Five-point Likert scale ranges from “strongly disagree” to “strongly agree.” Variables were reverse coded before analysis—a high score on the HPV vaccine conspiracy beliefs scale indicates negative perceptions, and a low score indicates positive perceptions.
We used the conspiracy beliefs scale (item 4 in Table 1) to understand how vaccine conspiracy beliefs affect vaccine hesitancy and uptake [33]. Initially developed in 2016, this tool has been widely used and validated. This scale also uses a five-point system. A high score indicates negative vaccine perceptions as a result of reverse coding before data analysis.
Between May and June 2020, we conducted surveys on HPV vaccine hesitancy via the Wenjuanxing online platform [34]. We limited participants to guardians (defined as the parents, in this study) of 12–19 years old secondary school girls. Participants were solicited using two mechanisms. First, with the help of the Centers for Disease Control and Prevention in Hangzhou (capital of Zhejiang province in eastern China) and Guangzhou (capital of Guangdong province in southern China), we solicited participants from two middle schools (12–15 years) and two high schools (16–19 years) by having the homeroom teachers shared the link to the online questionnaire with all guardians of female students. Their questionnaires are hereinafter referred to as “field samples.” Second, we solicited participants among Wenjuanxing platform’s users nationwide. Wenjuanxing promoted this questionnaire through social media as a paid opportunity—guardians who finished the questionnaire received a monetary incentive. Their questionnaires are hereinafter referred to as the “online samples.”
Statistical analyses
We conducted exploratory factor analysis (EFA) on the field samples using principal axis factoring with orthogonal rotation to explore the relational structure of the vaccine hesitancy or conspiracy beliefs scales [25]. Cronbach’s α was calculated to determine the reliability (i.e. internal consistency of latent variables identified via EFA, hereafter “dimension”) of the measurement scales used. We then conducted confirmatory factor analysis on the online sample to examine the model (identified via EFA) fit. Independent t test, analysis of variance, and post hoc t test were used to evaluate the differences in scale scores by vaccine hesitancy stages and individual characteristics. Chi-square tests were used to analyze the impacts of HPV vaccine related knowledge, practical barriers, and social factors on HPV vaccination attitude and behavior.
Statistical analyses were performed using SPSS version 25.0 0 (IBM Corporation, New York, NY) and Amos 21.0. Results visualisation relied on R (v.4.1.0).
The ethics committee of Zhejiang Chinese Medical University reviewed and approved this protocol (#B20191205).

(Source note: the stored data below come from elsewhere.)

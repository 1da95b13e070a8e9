//! Certificate authority and leaf material, plus the rustls configs built on it.
//!
//! Everything here speaks PEM at the edges: authorities and leaves are
//! persisted and shipped in descriptors as PEM text, and converted to DER
//! only when a TLS config is assembled.

use std::sync::Arc;

use anyhow::{Context, Result, anyhow, ensure};
use rcgen::{
    BasicConstraints, CertificateParams, DnType, ExtendedKeyUsagePurpose, Ia5String, IsCa,
    KeyPair, KeyUsagePurpose, PKCS_ECDSA_P384_SHA384, SanType, SerialNumber,
};
use rustls::RootCertStore;
use rustls::crypto::CryptoProvider;
use rustls::pki_types::{CertificateDer, PrivateKeyDer, PrivatePkcs8KeyDer};
use rustls::server::WebPkiClientVerifier;
use time::{Duration, OffsetDateTime};
use x509_parser::prelude::{FromDer, X509Certificate};

/// Name the server leaf is always issued for and clients always verify.
///
/// Descriptors carry a host that may be an IP address or a DNS name; pinning
/// the TLS server name keeps verification independent of how it was reached.
pub const SERVER_NAME: &str = "teamserver";

/// ALPN protocol identifier negotiated on every teamserver connection.
pub const ALPN_TEAMSERVER: &[u8] = b"teamserver/1";

const CA_VALIDITY_DAYS: i64 = 3650;
const LEAF_VALIDITY_DAYS: i64 = 730;

/// PEM-encoded certificate and private key.
#[derive(Debug, Clone, PartialEq, Eq)]
pub struct CertKeyPair {
    pub cert_pem: String,
    pub key_pem: String,
}

/// Which side of a mutual TLS handshake a leaf certificate authenticates.
#[derive(Debug, Clone, Copy, PartialEq, Eq)]
pub enum LeafRole {
    Client,
    Server,
}

/// Generates a self-signed ECDSA P-384 certificate authority.
pub fn generate_ca(common_name: &str) -> Result<CertKeyPair> {
    let key = KeyPair::generate_for(&PKCS_ECDSA_P384_SHA384)
        .context("failed to generate authority key")?;

    let mut params = base_params(common_name, CA_VALIDITY_DAYS);
    params.is_ca = IsCa::Ca(BasicConstraints::Unconstrained);
    params.key_usages = vec![
        KeyUsagePurpose::KeyCertSign,
        KeyUsagePurpose::CrlSign,
        KeyUsagePurpose::DigitalSignature,
    ];

    let cert = params
        .self_signed(&key)
        .context("failed to self-sign authority certificate")?;

    Ok(CertKeyPair {
        cert_pem: cert.pem(),
        key_pem: key.serialize_pem(),
    })
}

/// Issues a leaf certificate for `common_name`, signed by `ca`.
///
/// Server leaves carry [`SERVER_NAME`] and `localhost` as DNS names; client
/// leaves carry only the subject common name.
pub fn issue_leaf(ca: &CertKeyPair, common_name: &str, role: LeafRole) -> Result<CertKeyPair> {
    let issuer_key = KeyPair::from_pem(&ca.key_pem).context("invalid authority key PEM")?;
    let issuer = CertificateParams::from_ca_cert_pem(&ca.cert_pem)
        .context("invalid authority certificate PEM")?
        .self_signed(&issuer_key)
        .context("failed to rebuild authority issuer")?;

    let key =
        KeyPair::generate_for(&PKCS_ECDSA_P384_SHA384).context("failed to generate leaf key")?;

    let mut params = base_params(common_name, LEAF_VALIDITY_DAYS);
    params.use_authority_key_identifier_extension = true;
    params.key_usages = vec![KeyUsagePurpose::DigitalSignature];
    match role {
        LeafRole::Client => {
            params.extended_key_usages = vec![ExtendedKeyUsagePurpose::ClientAuth];
        }
        LeafRole::Server => {
            params.extended_key_usages = vec![ExtendedKeyUsagePurpose::ServerAuth];
            params.subject_alt_names = [SERVER_NAME, "localhost"]
                .into_iter()
                .map(|name| Ia5String::try_from(name).map(SanType::DnsName))
                .collect::<std::result::Result<_, _>>()
                .context("invalid server DNS name")?;
        }
    }

    let cert = params
        .signed_by(&key, &issuer, &issuer_key)
        .context("failed to sign leaf certificate")?;

    Ok(CertKeyPair {
        cert_pem: cert.pem(),
        key_pem: key.serialize_pem(),
    })
}

fn base_params(common_name: &str, validity_days: i64) -> CertificateParams {
    let mut params = CertificateParams::default();
    params
        .distinguished_name
        .push(DnType::CommonName, common_name);

    let now = OffsetDateTime::now_utc();
    params.not_before = now - Duration::hours(1);
    params.not_after = now + Duration::days(validity_days);

    // Positive 128-bit serial.
    let mut serial: [u8; 16] = rand::random();
    serial[0] &= 0x7F;
    params.serial_number = Some(SerialNumber::from(serial.to_vec()));
    params
}

// ── PEM inspection ──────────────────────────────────────────────────

/// Decodes the first `CERTIFICATE` block of `pem` into DER.
pub fn cert_der_from_pem(pem: &str) -> Result<Vec<u8>> {
    let (_, block) = x509_parser::pem::parse_x509_pem(pem.as_bytes())
        .map_err(|e| anyhow!("invalid certificate PEM: {e}"))?;
    ensure!(
        block.label == "CERTIFICATE",
        "expected CERTIFICATE PEM block, got {}",
        block.label
    );
    Ok(block.contents)
}

/// Decodes a private key PEM into PKCS#8 DER.
pub fn key_der_from_pem(pem: &str) -> Result<Vec<u8>> {
    let key = KeyPair::from_pem(pem).context("invalid private key PEM")?;
    Ok(key.serialize_der())
}

fn parse_cert(der: &[u8]) -> Result<X509Certificate<'_>> {
    let (_, cert) =
        X509Certificate::from_der(der).map_err(|e| anyhow!("X.509 parse error: {e}"))?;
    Ok(cert)
}

/// Returns the subject common name of a PEM certificate.
pub fn subject_common_name(cert_pem: &str) -> Result<String> {
    let der = cert_der_from_pem(cert_pem)?;
    let cert = parse_cert(&der)?;
    cert.subject()
        .iter_common_name()
        .next()
        .and_then(|cn| cn.as_str().ok())
        .map(str::to_string)
        .ok_or_else(|| anyhow!("certificate has no common name"))
}

/// Returns whether the certificate carries the CA basic constraint.
pub fn is_ca_certificate(cert_pem: &str) -> Result<bool> {
    let der = cert_der_from_pem(cert_pem)?;
    Ok(parse_cert(&der)?.is_ca())
}

/// Returns whether `key_pem` is the private half of the key in `cert_pem`.
pub fn key_matches_certificate(cert_pem: &str, key_pem: &str) -> Result<bool> {
    let key = KeyPair::from_pem(key_pem).context("invalid private key PEM")?;
    let der = cert_der_from_pem(cert_pem)?;
    let cert = parse_cert(&der)?;
    Ok(cert.public_key().subject_public_key.data.as_ref() == key.public_key_raw())
}

/// Checks that `leaf_pem` was signed by the authority in `ca_cert_pem`.
pub fn verify_issued_by(leaf_pem: &str, ca_cert_pem: &str) -> Result<()> {
    let leaf_der = cert_der_from_pem(leaf_pem)?;
    let ca_der = cert_der_from_pem(ca_cert_pem)?;
    let leaf = parse_cert(&leaf_der)?;
    let ca = parse_cert(&ca_der)?;
    leaf.verify_signature(Some(ca.public_key()))
        .map_err(|e| anyhow!("signature verification failed: {e}"))
}

// ── rustls configs ──────────────────────────────────────────────────

fn crypto_provider() -> Arc<CryptoProvider> {
    Arc::new(rustls::crypto::ring::default_provider())
}

fn root_store(ca_cert_pem: &str) -> Result<RootCertStore> {
    let mut roots = RootCertStore::empty();
    roots
        .add(CertificateDer::from(cert_der_from_pem(ca_cert_pem)?))
        .context("failed to add authority to root store")?;
    Ok(roots)
}

fn identity(leaf: &CertKeyPair) -> Result<(Vec<CertificateDer<'static>>, PrivateKeyDer<'static>)> {
    let chain = vec![CertificateDer::from(cert_der_from_pem(&leaf.cert_pem)?)];
    let key = PrivateKeyDer::Pkcs8(PrivatePkcs8KeyDer::from(key_der_from_pem(&leaf.key_pem)?));
    Ok((chain, key))
}

/// Builds a TLS 1.3 server config that presents `leaf` and requires client
/// certificates chaining to the authority in `client_ca_pem`.
pub fn build_server_config(client_ca_pem: &str, leaf: &CertKeyPair) -> Result<rustls::ServerConfig> {
    let verifier =
        WebPkiClientVerifier::builder_with_provider(Arc::new(root_store(client_ca_pem)?), crypto_provider())
            .build()
            .context("failed to build client certificate verifier")?;
    let (chain, key) = identity(leaf)?;

    let mut config = rustls::ServerConfig::builder_with_provider(crypto_provider())
        .with_protocol_versions(&[&rustls::version::TLS13])
        .context("TLS version config")?
        .with_client_cert_verifier(verifier)
        .with_single_cert(chain, key)
        .context("server cert config")?;

    config.alpn_protocols = vec![ALPN_TEAMSERVER.to_vec()];
    Ok(config)
}

/// Builds a TLS 1.3 client config that trusts only `server_ca_pem` and
/// presents `leaf` as the client certificate.
pub fn build_client_config(server_ca_pem: &str, leaf: &CertKeyPair) -> Result<rustls::ClientConfig> {
    let (chain, key) = identity(leaf)?;

    let mut config = rustls::ClientConfig::builder_with_provider(crypto_provider())
        .with_protocol_versions(&[&rustls::version::TLS13])
        .context("TLS version config")?
        .with_root_certificates(root_store(server_ca_pem)?)
        .with_client_auth_cert(chain, key)
        .context("client cert config")?;

    config.alpn_protocols = vec![ALPN_TEAMSERVER.to_vec()];
    Ok(config)
}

We obtained informed consent from all survey participants.
Results
Descriptive statistics and model validation
We collected 868 field samples (512 in Hangzhou and 356 in Guangzhou) and 4,927 online samples; 169 field and 2,401 online samples were subsequently deleted using the quality control components. The results we presented below were based on the remaining 3,225 samples. Among the guardians surveyed, 65.2% had middle school–aged daughters, 71.3% were mothers, 72.1% lived in urban areas, 76.2% had a bachelor’s degree or above, and 55.2% had an annual household income above US$15,000 (i.e. the average household income of China in 2020) [35].
With our results on the HPV Vaccine Hesitancy Scale, the Kaiser-Meyer-Olkin measure of sampling adequacy was 0.836; Bartlett’s test of sphericity returned p values smaller than .001, both indicating that factor analysis may be useful.
The EFA (n = 699, field samples only) identified three dimensions with eigenvalues greater than 1, which explained 63.82% of the common variance among 14 items. The item “Young girls vaccinated against HPV may be perceived by others to be more sexually active” was deleted as the standardized factor loading was smaller than 0.6, which indicated that it does not contribute to the dimensional construct identified through the EFA. The remaining 14 items had factor loading above 0.6 and no cross loading above 0.4.
Based on the items that fell under each dimension, we named these dimensions identified as “necessity,” “importance,” and “safety”. The “necessity” dimension included items such as “my daughter is in good health and does not need to be vaccinated against HPV.” The “importance” dimension included items such as “HPV vaccination is very important to my daughter’s health.” The “safety” dimension included items such as “I am worried about my daughter having side effects from HPV vaccines.” A complete list of item-and-dimension pairs can be found in Supplemental Table 1.
For the HPV vaccine conspiracy beliefs scale, the EFA identified only one item with eigenvalues greater than 1, which explained 76.80% of the common variance of all eight items. Cronbach’s α for dimensions “necessity,” “importance,” “safety,” and HPV vaccine conspiracy beliefs scale were 0.876, 0.821, 0.786, and 0.957—indicating scale reliability. The confirmatory factor analysis (n = 2,526, online samples only) results indicated a valid factor structure. Detailed factor analysis and model validation results can be found in Supplemental Tables 1–3
Stage distribution among guardians
Among 3,225 guardians who participated in the survey, 53.9% experienced vaccine hesitancy, but only 0.9% had refused HPV vaccines. The unaware, unengaged, and undecided stages accounted for 14.2%, 17.7%, and 21.1% of the total participants. Although 46.1% of guardians were vaccine nonhesitant, only the daughters of 7.5% were vaccinated for HPV.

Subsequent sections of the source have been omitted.